■ Exercise description: From the entries below, pull out each line where "DeclaredTargetPolicy" appears.

Collected data entries:

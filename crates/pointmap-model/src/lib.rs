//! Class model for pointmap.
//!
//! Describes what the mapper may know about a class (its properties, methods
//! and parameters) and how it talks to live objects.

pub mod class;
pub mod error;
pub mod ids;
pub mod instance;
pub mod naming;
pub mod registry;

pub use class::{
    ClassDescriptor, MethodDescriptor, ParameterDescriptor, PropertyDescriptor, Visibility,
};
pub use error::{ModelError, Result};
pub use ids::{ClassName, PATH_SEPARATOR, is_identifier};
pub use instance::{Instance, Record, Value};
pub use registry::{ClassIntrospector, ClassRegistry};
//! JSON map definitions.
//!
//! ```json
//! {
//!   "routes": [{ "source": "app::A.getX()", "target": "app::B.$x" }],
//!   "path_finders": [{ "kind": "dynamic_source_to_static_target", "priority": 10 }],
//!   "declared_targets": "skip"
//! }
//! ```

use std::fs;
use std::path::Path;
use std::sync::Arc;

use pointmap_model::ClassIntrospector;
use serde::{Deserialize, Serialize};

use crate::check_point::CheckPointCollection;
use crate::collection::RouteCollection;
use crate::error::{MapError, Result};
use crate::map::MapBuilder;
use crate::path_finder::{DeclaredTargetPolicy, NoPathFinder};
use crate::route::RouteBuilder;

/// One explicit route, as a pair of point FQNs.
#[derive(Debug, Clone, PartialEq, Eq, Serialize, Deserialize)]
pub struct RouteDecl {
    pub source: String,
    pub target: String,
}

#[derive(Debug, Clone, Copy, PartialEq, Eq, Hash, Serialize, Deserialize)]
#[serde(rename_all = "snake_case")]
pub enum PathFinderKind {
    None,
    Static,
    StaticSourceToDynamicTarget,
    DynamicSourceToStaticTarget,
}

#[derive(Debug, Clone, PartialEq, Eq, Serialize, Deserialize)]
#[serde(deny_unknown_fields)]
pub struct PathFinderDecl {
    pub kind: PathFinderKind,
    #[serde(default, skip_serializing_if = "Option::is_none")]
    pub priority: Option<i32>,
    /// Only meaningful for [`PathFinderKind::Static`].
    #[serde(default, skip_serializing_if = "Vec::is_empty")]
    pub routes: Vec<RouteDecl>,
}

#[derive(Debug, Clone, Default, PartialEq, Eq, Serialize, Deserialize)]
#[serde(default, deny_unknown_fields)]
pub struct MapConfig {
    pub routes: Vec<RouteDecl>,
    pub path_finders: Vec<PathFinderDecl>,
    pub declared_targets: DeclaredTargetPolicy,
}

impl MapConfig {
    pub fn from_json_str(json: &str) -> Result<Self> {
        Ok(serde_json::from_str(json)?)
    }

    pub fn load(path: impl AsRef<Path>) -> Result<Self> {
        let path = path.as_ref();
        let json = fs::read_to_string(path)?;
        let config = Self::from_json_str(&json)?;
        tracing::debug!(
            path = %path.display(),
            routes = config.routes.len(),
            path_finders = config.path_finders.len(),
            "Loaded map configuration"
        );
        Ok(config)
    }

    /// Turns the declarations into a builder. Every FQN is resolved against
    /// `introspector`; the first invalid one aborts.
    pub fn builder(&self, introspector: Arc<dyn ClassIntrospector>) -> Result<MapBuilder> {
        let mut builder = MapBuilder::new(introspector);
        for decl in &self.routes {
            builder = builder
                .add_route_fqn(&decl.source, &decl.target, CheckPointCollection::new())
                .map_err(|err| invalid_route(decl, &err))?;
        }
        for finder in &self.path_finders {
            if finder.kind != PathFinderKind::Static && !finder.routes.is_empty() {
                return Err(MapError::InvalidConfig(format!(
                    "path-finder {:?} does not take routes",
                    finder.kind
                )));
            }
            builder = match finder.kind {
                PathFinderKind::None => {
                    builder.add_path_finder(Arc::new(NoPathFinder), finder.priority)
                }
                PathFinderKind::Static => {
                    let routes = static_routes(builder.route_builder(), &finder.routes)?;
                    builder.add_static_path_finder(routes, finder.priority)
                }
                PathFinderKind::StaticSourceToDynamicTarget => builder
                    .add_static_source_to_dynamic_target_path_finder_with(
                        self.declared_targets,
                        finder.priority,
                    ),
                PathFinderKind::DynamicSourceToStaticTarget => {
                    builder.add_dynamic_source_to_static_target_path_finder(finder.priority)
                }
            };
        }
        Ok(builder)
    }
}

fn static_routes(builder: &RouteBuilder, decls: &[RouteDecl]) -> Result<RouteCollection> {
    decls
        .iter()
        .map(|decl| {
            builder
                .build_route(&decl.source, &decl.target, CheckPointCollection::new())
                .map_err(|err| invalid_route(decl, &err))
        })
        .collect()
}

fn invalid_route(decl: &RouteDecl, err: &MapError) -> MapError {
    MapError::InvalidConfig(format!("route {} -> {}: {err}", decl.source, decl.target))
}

■ Output:
use crate::path_finder::{DeclaredTargetPolicy, NoPathFinder};
    pub declared_targets: DeclaredTargetPolicy,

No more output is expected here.